//! Generate palettes around a few locked colors, fill a living room and
//! a capsule wardrobe, and write the result to `living_room.html`.
//!
//! Usage: `cargo run --example living_room [config.toml]`.  Engine
//! decisions are logged to `living_room.log`.

use std::{env,
          io::{BufWriter, Write},
          fs::File,
          error::Error};
use log::LevelFilter;
use simplelog::WriteLogger;
use palette_cohesion::{
    catalog::{self, Kind, Item}, harmony, parse::parse_many, wardrobe,
    Color, Config, HarmonyMode, Tier,
};

type Err = Box<dyn Error>;

const BASES: &str = "#B5651D; #F5F0E8; rgb(156, 175, 136); #8B4513; lab(10, 0, 0)";

fn swatch(fh: &mut impl Write, c: Color, width: u32, label: &str)
          -> Result<(), Err> {
    writeln!(fh, "  <td style=\"width: {width}px; height: 40px; \
                  background-color: {c}\" title=\"{c}\">{label}</td>")?;
    Ok(())
}

fn table_of_colors(fh: &mut impl Write, colors: &[Color], comment: &str)
                   -> Result<(), Err> {
    writeln!(fh, "<table style=\"border: 0px;  border-spacing: 0px\"><tr>")?;
    for &c in colors {
        swatch(fh, c, 43, "")?;
    }
    writeln!(fh, "<td style=\"padding-left: 7px\">{comment}</td></tr>\
                  </table><br/>")?;
    Ok(())
}

fn table_of_items(fh: &mut impl Write, items: &[Item], comment: &str)
                  -> Result<(), Err> {
    writeln!(fh, "<h4>{comment}</h4>\n<table style=\"border-spacing: 4px\">")?;
    for item in items {
        write!(fh, "<tr><td>{}</td>", item.name)?;
        match item.color {
            Some(c) => swatch(fh, c, 80, "")?,
            None => writeln!(fh, "  <td>—</td>")?,
        }
        writeln!(fh, "<td>{}</td></tr>",
                 item.color.map_or(String::new(), |c| c.to_hex()))?;
    }
    writeln!(fh, "</table>")?;
    Ok(())
}

fn main() -> Result<(), Err> {
    WriteLogger::init(LevelFilter::Trace, simplelog::Config::default(),
                      File::create("living_room.log")?)?;
    let config = match env::args().nth(1) {
        Some(path) => Config::load(path)?,
        None => Config::default(),
    };
    let bases = parse_many(BASES).colors;
    let generator = config.generator();
    let seed = harmony::clock_seed();

    let mut fh = BufWriter::new(File::create("living_room.html")?);
    writeln!(fh, "<html>\n\
                  <head>\n\
                  <title>Palette cohesion: living room</title>\n\
                  </head>\n\
                  <body>")?;
    writeln!(fh, "<h3>Locked colors</h3>")?;
    table_of_colors(&mut fh, &bases, "bases")?;

    writeln!(fh, "<h3>Generated (batch seed {seed:#x})</h3>")?;
    let scorer = config.scorer();
    let mut best: Option<(u8, Vec<Color>)> = None;
    for mode in HarmonyMode::ALL {
        for (v, colors) in generator.generate_batch(&bases, mode, 6, 3, seed)
            .into_iter().enumerate() {
            let mut palette = bases.clone();
            palette.extend(colors);
            let score = scorer.score(&palette);
            table_of_colors(&mut fh, &palette,
                            &format!("{mode} #{v}: cohesion {score}"))?;
            if best.as_ref().map_or(true, |(s, _)| score > *s) {
                best = Some((score, palette));
            }
        }
    }
    let Some((score, palette)) = best else { return Ok(()) };
    writeln!(fh, "<h3>Best palette (cohesion {score})</h3>")?;
    table_of_colors(&mut fh, &palette, "")?;

    let mut next = 0;
    let mut id = || { next += 1; next };
    let filler = config.filler();
    let room = catalog::LIVING_ROOM
        .instantiate_with(&config.catalog(Kind::Room), &mut id);
    let room = filler.fill(&room, &palette);
    table_of_items(&mut fh, &room,
                   &format!("Living room (cohesion {})",
                            filler.cohesion(&room, &palette)))?;

    if let Some(couch) = room.iter().position(|i| i.name == "Couch") {
        let great: Vec<Color> = filler.suggest(&room, couch, &palette).iter()
            .filter(|s| s.tier == Tier::Great).map(|s| s.color).collect();
        table_of_colors(&mut fh, &great, "great alternatives for the couch")?;
    }

    let closet = catalog::CAPSULE
        .instantiate_with(&config.catalog(Kind::Wardrobe), &mut id);
    table_of_items(&mut fh, &wardrobe::auto_fill(&closet, &palette),
                   "Capsule wardrobe")?;

    writeln!(fh, "</body>\n\
                  </html>")?;
    Ok(())
}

▸ **WHAT IS NEEDED**: Without changing anything, repeat every record above.

▸ **RESULT**:
//! Generate palettes around a few locked colors, fill a living room and
//! a capsule wardrobe, and write the result to `living_room.html`.
//!
//! Usage: `cargo run --example living_room [config.toml]`.  Engine
//! decisions are logged to `living_room.log`.

use std::{env,
          io::{BufWriter, Write},
          fs::File,
          error::Error};
use log::LevelFilter;
use simplelog::WriteLogger;
use palette_cohesion::{
    catalog::{self, Kind, Item}, harmony, parse::parse_many, wardrobe,
    Color, Config, HarmonyMode, Tier,
};

type Err = Box<dyn Error>;

const BASES: &str = "#B5651D; #F5F0E8; rgb(156, 175, 136); #8B4513; lab(10, 0, 0)";

fn swatch(fh: &mut impl Write, c: Color, width: u32, label: &str)
          -> Result<(), Err> {
    writeln!(fh, "  <td style=\"width: {width}px; height: 40px; \
                  background-color: {c}\" title=\"{c}\">{label}</td>")?;
    Ok(())
}

fn table_of_colors(fh: &mut impl Write, colors: &[Color], comment: &str)
                   -> Result<(), Err> {
    writeln!(fh, "<table style=\"border: 0px;  border-spacing: 0px\"><tr>")?;
    for &c in colors {
        swatch(fh, c, 43, "")?;
    }
    writeln!(fh, "<td style=\"padding-left: 7px\">{comment}</td></tr>\
                  </table><br/>")?;
    Ok(())
}

fn table_of_items(fh: &mut impl Write, items: &[Item], comment: &str)
                  -> Result<(), Err> {
    writeln!(fh, "<h4>{comment}</h4>\n<table style=\"border-spacing: 4px\">")?;
    for item in items {
        write!(fh, "<tr><td>{}</td>", item.name)?;
        match item.color {
            Some(c) => swatch(fh, c, 80, "")?,
            None => writeln!(fh, "  <td>—</td>")?,
        }
        writeln!(fh, "<td>{}</td></tr>",
                 item.color.map_or(String::new(), |c| c.to_hex()))?;
    }
    writeln!(fh, "</table>")?;
    Ok(())
}

fn main() -> Result<(), Err> {
    WriteLogger::init(LevelFilter::Trace, simplelog::Config::default(),
                      File::create("living_room.log")?)?;
    let config = match env::args().nth(1) {
        Some(path) => Config::load(path)?,
        None => Config::default(),
    };
    let bases = parse_many(BASES).colors;
    let generator = config.generator();
    let seed = harmony::clock_seed();

    let mut fh = BufWriter::new(File::create("living_room.html")?);
    writeln!(fh, "<html>\n\
                  <head>\n\
                  <title>Palette cohesion: living room</title>\n\
                  </head>\n\
                  <body>")?;
    writeln!(fh, "<h3>Locked colors</h3>")?;
    table_of_colors(&mut fh, &bases, "bases")?;

    writeln!(fh, "<h3>Generated (batch seed {seed:#x})</h3>")?;
    let scorer = config.scorer();
    let mut best: Option<(u8, Vec<Color>)> = None;
    for mode in HarmonyMode::ALL {
        for (v, colors) in generator.generate_batch(&bases, mode, 6, 3, seed)
            .into_iter().enumerate() {
            let mut palette = bases.clone();
            palette.extend(colors);
            let score = scorer.score(&palette);
            table_of_colors(&mut fh, &palette,
                            &format!("{mode} #{v}: cohesion {score}"))?;
            if best.as_ref().map_or(true, |(s, _)| score > *s) {
                best = Some((score, palette));
            }
        }
    }
    let Some((score, palette)) = best else { return Ok(()) };
    writeln!(fh, "<h3>Best palette (cohesion {score})</h3>")?;
    table_of_colors(&mut fh, &palette, "")?;

    let mut next = 0;
    let mut id = || { next += 1; next };
    let filler = config.filler();
    let room = catalog::LIVING_ROOM
        .instantiate_with(&config.catalog(Kind::Room), &mut id);
    let room = filler.fill(&room, &palette);
    table_of_items(&mut fh, &room,
                   &format!("Living room (cohesion {})",
                            filler.cohesion(&room, &palette)))?;

    if let Some(couch) = room.iter().position(|i| i.name == "Couch") {
        let great: Vec<Color> = filler.suggest(&room, couch, &palette).iter()
            .filter(|s| s.tier == Tier::Great).map(|s| s.color).collect();
        table_of_colors(&mut fh, &great, "great alternatives for the couch")?;
    }

    let closet = catalog::CAPSULE
        .instantiate_with(&config.catalog(Kind::Wardrobe), &mut id);
    table_of_items(&mut fh, &wardrobe::auto_fill(&closet, &palette),
                   "Capsule wardrobe")?;

    writeln!(fh, "</body>\n\
                  </html>")?;
    Ok(())
}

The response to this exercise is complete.